The first had over 200 comments and revisions in place, I was astounded! TWO HUNDRED things I’d done wrong. And these weren’t spelling errors or miss-placed commas. These were big paragraphs of revisions. But this professor was anal at the best of times, so maybe the others wouldn’t be so bad, right?
Wrong!
Professor 2 and 3 were a little more lenient than the first, coming in at a total of around 300 revisions. But my own professor had TORN ME TO SHREDS. Over 1200 comments and revisions, including removal of sections of my thesis that were several thousand words long AND a re-do of all my artfully crafted self-made diagrams.
It took me six weeks to complete these changes.
I didn’t do sleepless nights this time, but I swore a lot more as I removed sections of my thesis that took me days to write.
And then I re-submitted it.
At this point in the process my soul had been crushed, my view of the world had become a sombre grey and I had successfully, at least for the moment, been beaten by academia.
Revisions Round 2
I only got a single document back this time, 300 more revisions, two more weeks of writing.

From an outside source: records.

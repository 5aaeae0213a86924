//! 通知服务编排
//!
//! 组装发布端、处理器注册表和消费者工作池，对外提供启动、停止、健康检查
//! 以及常用通知的构建加发布入口。服务在 `main` 中显式构造后以 `Arc` 传递。

use std::sync::Arc;

use chrono::{DateTime, Utc};
use notify_shared::broker::{ConsumerFactory, DeliveryReceipt, MessageProducer};
use notify_shared::config::AppConfig;
use notify_shared::dlq::DlqProducer;
use notify_shared::kafka::{KafkaConsumerFactory, KafkaProducer};
use tracing::{info, warn};

use crate::builder::{NotificationBuilder, Recipient};
use crate::consumer::NotificationConsumer;
use crate::dispatch::Dispatcher;
use crate::envelope::{Channel, NotificationEnvelope};
use crate::error::{NotificationError, Result};
use crate::handler::{
    ChannelHandler, EmailHandler, HandlerRegistry, MailTransport, PushHandler, SmsHandler,
};
use crate::health::HealthStatus;
use crate::metrics::{ConsumerMetrics, MetricsSnapshot};
use crate::publisher::{BatchReport, NotificationPublisher};
use crate::templates::TemplateEngine;

pub struct NotificationService {
    config: AppConfig,
    producer: Arc<dyn MessageProducer>,
    publisher: Arc<NotificationPublisher>,
    consumer: NotificationConsumer,
    registry: Arc<HandlerRegistry>,
    templates: Arc<TemplateEngine>,
    /// 替换默认的 SMTP 出口，未设置时按配置连接中继
    mail_transport: Option<Arc<dyn MailTransport>>,
}

impl NotificationService {
    pub fn new(
        config: AppConfig,
        producer: Arc<dyn MessageProducer>,
        consumer_factory: Arc<dyn ConsumerFactory>,
    ) -> Self {
        let registry = Arc::new(HandlerRegistry::new());
        let metrics = Arc::new(ConsumerMetrics::new());

        let publisher = Arc::new(NotificationPublisher::new(producer.clone(), &config.kafka));
        let mut dispatcher = Dispatcher::new(registry.clone(), &config.worker, metrics)
            .with_requeue(publisher.clone());
        if let Some(topic) = config.kafka.dead_letter_topic() {
            dispatcher = dispatcher.with_dead_letter(Arc::new(DlqProducer::new(
                producer.clone(),
                topic,
                &config.service_name,
            )));
        }

        let consumer = NotificationConsumer::new(
            consumer_factory,
            Arc::new(dispatcher),
            config.worker.clone(),
        );

        Self {
            config,
            producer,
            publisher,
            consumer,
            registry,
            templates: Arc::new(TemplateEngine::new()),
            mail_transport: None,
        }
    }

    /// 按配置连接 Kafka
    pub fn with_kafka(config: AppConfig) -> Result<Self> {
        let producer = Arc::new(KafkaProducer::new(&config.kafka)?);
        let factory = Arc::new(KafkaConsumerFactory::new(config.kafka.clone()));
        Ok(Self::new(config, producer, factory))
    }

    pub fn with_mail_transport(mut self, transport: Arc<dyn MailTransport>) -> Self {
        self.mail_transport = Some(transport);
        self
    }

    pub fn templates(&self) -> &Arc<TemplateEngine> {
        &self.templates
    }

    pub fn registry(&self) -> &Arc<HandlerRegistry> {
        &self.registry
    }

    pub fn publisher(&self) -> &NotificationPublisher {
        &self.publisher
    }

    /// 注册自定义处理器，启动时不会被默认处理器覆盖
    pub fn register_handler(
        &self,
        channel: Channel,
        handler: Arc<dyn ChannelHandler>,
    ) -> Result<()> {
        self.registry.register(channel, handler)
    }

    // ==================== 生命周期 ====================

    /// 注册启用的渠道处理器并启动工作池
    pub fn start(&self) -> Result<()> {
        if self.consumer.is_running() {
            return Err(NotificationError::AlreadyRunning);
        }

        self.register_default_handlers()?;
        self.consumer.start()?;

        info!(
            service = %self.config.service_name,
            topic = %self.publisher.topic(),
            channels = ?self.registry.registered_channels(),
            "通知服务已启动"
        );
        Ok(())
    }

    /// 停止工作池并刷新生产者
    pub async fn stop(&self) {
        self.consumer.stop().await;

        if let Err(e) = self.producer.flush(self.config.kafka.send_timeout()) {
            warn!(error = %e, "刷新生产者失败，部分通知可能未发出");
        }
        info!(service = %self.config.service_name, "通知服务已停止");
    }

    pub fn is_running(&self) -> bool {
        self.consumer.is_running()
    }

    fn register_default_handlers(&self) -> Result<()> {
        let channels = &self.config.channels;

        if channels.email_enabled && !self.registry.contains(Channel::Email) {
            let smtp = &self.config.smtp;
            let handler = match &self.mail_transport {
                Some(transport) => EmailHandler::new(
                    self.templates.clone(),
                    transport.clone(),
                    &smtp.from_name,
                    &smtp.from_address,
                )?,
                None => EmailHandler::from_config(self.templates.clone(), smtp)?,
            };
            self.registry.register(Channel::Email, Arc::new(handler))?;
        }
        if channels.sms_enabled && !self.registry.contains(Channel::Sms) {
            self.registry.register(Channel::Sms, Arc::new(SmsHandler))?;
        }
        if channels.push_enabled && !self.registry.contains(Channel::Push) {
            self.registry.register(Channel::Push, Arc::new(PushHandler))?;
        }

        if self.registry.is_empty() {
            warn!("没有启用任何渠道处理器，所有通知都将被跳过");
        }
        Ok(())
    }

    // ==================== 健康与指标 ====================

    pub fn health_check(&self) -> HealthStatus {
        if !self.is_running() {
            return HealthStatus::unhealthy("服务未运行");
        }
        if let HealthStatus::Unhealthy(reason) = self.publisher.health_check() {
            return HealthStatus::unhealthy(format!("发布端异常: {reason}"));
        }
        if let HealthStatus::Unhealthy(reason) = self.consumer.health_check() {
            return HealthStatus::unhealthy(format!("消费端异常: {reason}"));
        }
        if self.registry.is_empty() {
            return HealthStatus::unhealthy("没有注册任何渠道处理器");
        }
        HealthStatus::Healthy
    }

    pub fn metrics(&self) -> MetricsSnapshot {
        self.consumer.snapshot()
    }

    // ==================== 发布 ====================

    pub async fn publish(&self, envelope: &mut NotificationEnvelope) -> Result<DeliveryReceipt> {
        self.publisher.publish(envelope).await
    }

    pub async fn publish_batch(
        &self,
        envelopes: &mut [NotificationEnvelope],
    ) -> Result<BatchReport> {
        self.publisher.publish_batch(envelopes).await
    }

    pub async fn publish_scheduled(
        &self,
        envelope: &mut NotificationEnvelope,
        at: DateTime<Utc>,
    ) -> Result<DeliveryReceipt> {
        self.publisher.publish_scheduled(envelope, at).await
    }

    /// 构建并发布，未指定重试上限时使用配置值
    pub async fn notify(&self, builder: NotificationBuilder) -> Result<NotificationEnvelope> {
        let mut envelope = builder
            .default_max_retries(self.config.worker.max_retries)
            .build()?;
        self.publisher.publish(&mut envelope).await?;
        Ok(envelope)
    }

    pub async fn notify_waitlist_spot_available(
        &self,
        recipient: Recipient,
        event_id: &str,
        waitlist_entry_id: &str,
        event_name: &str,
        claim_deadline: DateTime<Utc>,
    ) -> Result<NotificationEnvelope> {
        self.notify(NotificationBuilder::waitlist_spot_available(
            recipient,
            event_id,
            waitlist_entry_id,
            event_name,
            claim_deadline,
        ))
        .await
    }

    pub async fn notify_waitlist_position_update(
        &self,
        recipient: Recipient,
        event_id: &str,
        waitlist_entry_id: &str,
        event_name: &str,
        position: u32,
    ) -> Result<NotificationEnvelope> {
        self.notify(NotificationBuilder::waitlist_position_update(
            recipient,
            event_id,
            waitlist_entry_id,
            event_name,
            position,
        ))
        .await
    }

    pub async fn notify_booking_confirmed(
        &self,
        recipient: Recipient,
        event_id: &str,
        booking_id: &str,
        event_name: &str,
        ticket_count: u32,
    ) -> Result<NotificationEnvelope> {
        self.notify(NotificationBuilder::booking_confirmed(
            recipient,
            event_id,
            booking_id,
            event_name,
            ticket_count,
        ))
        .await
    }

    pub async fn notify_booking_cancelled(
        &self,
        recipient: Recipient,
        event_id: &str,
        booking_id: &str,
        event_name: &str,
        reason: &str,
    ) -> Result<NotificationEnvelope> {
        self.notify(NotificationBuilder::booking_cancelled(
            recipient, event_id, booking_id, event_name, reason,
        ))
        .await
    }

    pub async fn notify_event_reminder(
        &self,
        recipient: Recipient,
        event_id: &str,
        event_name: &str,
        starts_at: DateTime<Utc>,
    ) -> Result<NotificationEnvelope> {
        self.notify(NotificationBuilder::event_reminder(
            recipient, event_id, event_name, starts_at,
        ))
        .await
    }

    pub async fn notify_event_cancelled(
        &self,
        recipient: Recipient,
        event_id: &str,
        event_name: &str,
        reason: &str,
    ) -> Result<NotificationEnvelope> {
        self.notify(NotificationBuilder::event_cancelled(
            recipient, event_id, event_name, reason,
        ))
        .await
    }
}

This time when I submitted it was with the idea in mind that this will never end. I will, for the rest of my life, be submitting and reviewing this same thesis. Over and over and over again.
The revision round 3 email came in.
“No more changes, happy to accept this as your final thesis”
I almost cried!
Okay I lied… I cried.
It was done.
Finally a Scientist
So I was finished.
I had my degree and my research and I was, in my mind, finally a scientist.
A fledgling, baby little minnow scientist.
But I’d made my contribution and I’d use it to back me up any day!
In Context
Years passed and I look back on this experience now. It remains the hardest thing I’ve ever done, and I’ve done some really frikkin hard shit. I was a competitive swimmer for over a decade and made it into medical school while keeping that up. But it had nothing on this project.
But what is it really? It’s just a baby step.
Thinking about what every Master or PhD candidate has to go through quite literally makes me sweat!
I’d take my degree in medicine any day, over having to do a project five to ten times harder than the one I finished in 2014.
I think back about when I was writing and I have this revelation.
Anyone with a PhD must be constantly enlightened. Their research is so engrained in their lives that they exist in the state that I obtained for a few weeks, but permanently. Constantly living in two worlds, the normal world and one where their brain is so finely tuned to the minutia of their work that it would be a waste to even try to explain to a normal person.
Going Back
Despite all I’ve said above, I want to do it again.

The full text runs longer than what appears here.